Un caduto ebreo della Grande Guerra: Cesare Jarach

Cesare Jarach

Cesare Jarach (1884-1916)

Tra i dieci ebrei della Comunità di Casale Monferrato caduti nel corso della prima guerra mondiale merita ricordarne uno in particolare, che aveva davanti a sé una promettente carriera di studioso: Cesare Jarach.
Egli, figlio di Vita Giuseppe e Colomba Ottolenghi, era nato a Casale Monferrato il 9 marzo 1884.
Volontario di guerra, aspirante ufficiale del 201° Fanteria (Brigata Sesia), trovò la morte a Palchisce,1 sul Carso il 3 novembre 1916, durante la nona battaglia dell’Isonzo.2
Laureato in Giurisprudenza a Torino, Jarach fu uno dei primi allievi di Luigi Einaudi, dal quale fu particolarmente prediletto. Ecco come lo stesso professore lo ricorda in un lungo e appassionato necrologio pubblicato non appena giunse notizia della sua morte in guerra:
«Nato a Casale Monferrato il 9 marzo 1884, fu allievo del R. Collegio Carlo Alberto per gli studenti delle antiche provincie e seguì i corsi universitari nell’ateneo torinese, conseguendovi la laurea in leggi nel luglio 1904, con una dissertazione intorno ai rapporti fra trusts e protezionismo, che fu pubblicata poi su questa rivista. Durante gli anni universitari ed in quelli seguenti curò la compilazione delle mie lezioni e di quelle del professore Alessandro Garelli. Nell’anno scolastico 1904-05 ebbe l’incarico dell’insegnamento dell’economia politica e della scienza delle finanze nell’istituto tecnico G. Sommeiller di Torino.
Scelto dal senatore Faina e dal prof.
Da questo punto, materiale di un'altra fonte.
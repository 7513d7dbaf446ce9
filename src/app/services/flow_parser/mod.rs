//! D0010 flow file parser
//!
//! A stateful line-by-line interpreter for the pipe-delimited D0010
//! exchange format. Raw lines are classified by their record-type tag,
//! decoded field-by-field against fixed schemas, and accumulated into
//! energy reading groups, one group per register reading, sharing
//! meter-level context across the registers of one MPAN core.
//!
//! ## Architecture
//!
//! - [`row`] - Line splitting and record-tag classification
//! - [`codec`] - Single-field decoding against typed constraints
//! - [`codes`] - Closed code catalogues from the D0010 data dictionary
//! - [`records`] - One explicit ordered field schema per record tag
//! - [`accumulator`] - The group accumulation state machine
//! - [`parser`] - Per-file orchestration and the commit decision
//! - [`stats`] - Scan statistics
//!
//! ## Usage
//!
//! ```rust
//! use d0010_importer::app::services::flow_parser::FlowFileParser;
//!
//! let content = "ZHV|0000475656|D0010002|X|UKDC|Z|UKDC|20160302153151||||OPER|\n\
//!                026|1200023305967|V|\n\
//!                030|01|20160222000000|56311.0|||T|N|\n\
//!                ZPT|0000475656|2||1|20160302153151";
//! let outcome = FlowFileParser::new().parse_content(content);
//! assert!(outcome.is_committable());
//! assert_eq!(outcome.groups.len(), 1);
//! ```

pub mod accumulator;
pub mod codec;
pub mod codes;
pub mod records;
pub mod row;
pub mod stats;

mod parser;

#[cfg(test)]
pub mod tests;

// Re-export main types for easy access
pub use accumulator::{EnergyReadingGroup, GroupAccumulator};
pub use codec::FieldError;
pub use parser::{FlowFileParser, ParseOutcome, RowError};
pub use records::{Footer, Header};
pub use row::{RecordTag, Row};
pub use stats::ParseStats;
Coletti come uno dei delegati tecnici per l’inchiesta parlamentare sulle condizioni dei contadini nelle provincie meridionali e nella Sicilia scrisse la relazione sugli Abruzzi;3 e le sue doti di studioso ed indagatore, che in tale ufficio si rivelarono, lo fecero chiamare nel 1909 all’Istituto internazionale di agricoltura, dove fu prima segretario particolare del senatore Faina, allora presidente dell’istituto ed attese poi a studi sulla organizzazione della statistica agricola e sulla cooperazione nell’agricoltura. Nel frattempo teneva nel 1911 l’incarico dell’insegnamento dell’economia politica nell’istituto tecnico di Roma.
Nel 1911 passò, in qualità di ispettore, al commissariato dell’emigrazione a Roma, e fu segretario del consiglio, incaricato di riferire sulle questioni del controllo dei noli dei vettori, sui vari progetti di colonizzazione interna ed estera, su provvedimenti sanitari, ecc. Nel 1913, sempre nella sua qualità di funzionario del commissariato, passò a dirigere l’ufficio di emigrazione per gli uffici di terra in Milano, dove rimase fino al giorno della chiamata alle armi. Nominato aspirante ufficiale e mandato sul Carso, cadeva pochi giorni dopo, alla testa dei suoi soldati, colpito da una granata austriaca. Sopravvisse alcune ore e morì serenamente, col pensiero rivolto alla moglie ed ai tre figli, che egli lascia in tenerissima età.
Le necessità della vita non gli consentirono di dedicare tutta la propria attività alla scienza economica, sebbene non gli siano mancate lusinghiere attestazioni di eleggibilità e di apprezzamento in concorsi universitari. Ma servì, forse ancor più utilmente, il paese negli uffici pubblici.
Appartenne alla schiera, la quale va purtroppo facendosi sempre più rara in Italia, dei funzionari i quali onorano l’ufficio coperto con la austerità nell’adempimento del proprio dovere e con la coscienza che a questo non si soddisfa se non si entra nell’arringo con una solida preparazione scientifica e se questa non si affina ognora più. La guerra odierna ha dato la dimostrazione di un vuoto terrorizzante nell’intelligenza e nella capacità tecnica del ceto burocratico dirigente italiano, sicché non ho dubbio che se, invece di non troppo numerose decine, i funzionari colti, studiosi, animati da devozione alla pubblica cosa, come era Cesare Jarach, fossero qualche centinaio e se essi potessero essere messi a capo delle pubbliche amministrazioni, mirabili risultati si potrebbero ottenere; e cesserebbe il disordine che oggi segue all’incompetenza degli uomini politici ed all’arrivismo non meno incompetente dei funzionari, il cui unico ideale sembra essere quello di far carriera, servendosi e facendosi servi delle fantasie e degli interessi degli uomini e dei gruppi, i quali si succedono al potere.
Cesare Jarach diede il suo nome alla non numerosa falange di nazionalisti, la quale ben presto scisse la sua azione da quella del partito nazionalista e, duce Alberto Caroncini, volle richiamare il nazionalismo alle sue origini nazionali e liberali. Sull’organo di questa falange scelta, “L’Azione” di Milano, scrisse egli succosi articoli, per lo più collo pseudonimo di Viridis, rivendicando, tra il blatteramento incomposto dei troppi nazionalisti analfabeti, le ragioni della scienza economica nelle sue immediate applicazioni pratiche.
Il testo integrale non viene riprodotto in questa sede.